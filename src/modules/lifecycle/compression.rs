use chrono::{DateTime, Duration, Utc};

use super::{retention, PassBudget, PassReport};
use crate::modules::hypertable::{ChunkInfo, ChunkState, Hypertable};
use crate::shared::errors::{AppError, AppResult};

/// Cold enough to compress, not yet old enough to drop.
pub fn is_eligible(info: &ChunkInfo, now: DateTime<Utc>, after: Duration, horizon: Duration) -> bool {
    info.state == ChunkState::Open
        && info.row_count > 0
        && info.range_end <= retention::cutoff(now, after)
        && !retention::is_expired(info, now, horizon)
}

pub async fn run_pass(
    table: &Hypertable,
    now: DateTime<Utc>,
    after: Duration,
    horizon: Duration,
    budget: &PassBudget<'_>,
) -> AppResult<PassReport> {
    let eligible: Vec<ChunkInfo> = table
        .chunk_infos()
        .await
        .into_iter()
        .filter(|c| is_eligible(c, now, after, horizon))
        .collect();

    let mut report = PassReport::new("compression", eligible.len());
    for info in eligible {
        if !budget.proceed()? {
            report.cancelled = true;
            break;
        }
        let stats = table
            .compress_chunk(&info.id)
            .await
            .map_err(|e| AppError::PolicyFailure {
                policy: "compression",
                message: format!("chunk {}: {}", info.id, e),
            })?;
        if let Some(stats) = stats {
            log::info!(
                "compressed chunk {}: {} rows in {} segments, {} -> {} bytes",
                info.id,
                stats.row_count,
                stats.segments,
                stats.uncompressed_bytes,
                stats.compressed_bytes
            );
            report.processed += 1;
            report.rows += stats.row_count;
            report.bytes_before += stats.uncompressed_bytes;
            report.bytes_after += stats.compressed_bytes;
        }
    }
    Ok(report)
}

#[cfg(test)]
mod tests {
    use super::*;
    use crate::modules::hypertable::ChunkPolicy;
    use crate::shared::db::models::{Protocol, Reading, ReadingQuality};
    use chrono::TimeZone;
    use tokio_util::sync::CancellationToken;

    fn reading(id: i64, ts: DateTime<Utc>, value: f64) -> Reading {
        Reading {
            id,
            organization_id: "org-a".to_string(),
            sensor_id: id % 2,
            timestamp: ts,
            value,
            protocol: Protocol::Mqtt,
            quality: ReadingQuality::Good,
            notes: None,
            metadata: None,
        }
    }

    #[tokio::test]
    async fn only_the_cold_window_is_compressed() {
        let table = Hypertable::new(ChunkPolicy::new(Duration::days(1), 4));
        let now = Utc.with_ymd_and_hms(2025, 11, 19, 12, 0, 0).unwrap();
        table
            .insert_batch(vec![
                reading(1, now - Duration::hours(2), 1.0),
                reading(2, now - Duration::days(10), 2.0),
                reading(3, now - Duration::days(10) + Duration::minutes(1), 3.0),
                reading(4, now - Duration::days(45), 4.0),
            ])
            .await
            .unwrap();

        let cancel = CancellationToken::new();
        let budget = PassBudget::new("compression", std::time::Duration::from_secs(60), &cancel);
        let report = run_pass(&table, now, Duration::days(7), Duration::days(30), &budget)
            .await
            .unwrap();
        assert_eq!(report.processed, 1);
        assert_eq!(report.rows, 2);

        let states: Vec<ChunkState> = table.chunk_infos().await.iter().map(|c| c.state).collect();
        assert_eq!(states.iter().filter(|s| **s == ChunkState::Compressed).count(), 1);

        let again = run_pass(&table, now, Duration::days(7), Duration::days(30), &budget)
            .await
            .unwrap();
        assert_eq!(again.processed, 0);
    }
}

◆ ◆ ◆ ◆

Work item: Give only the number of lines in the data that hold the word "async".

Response area: 2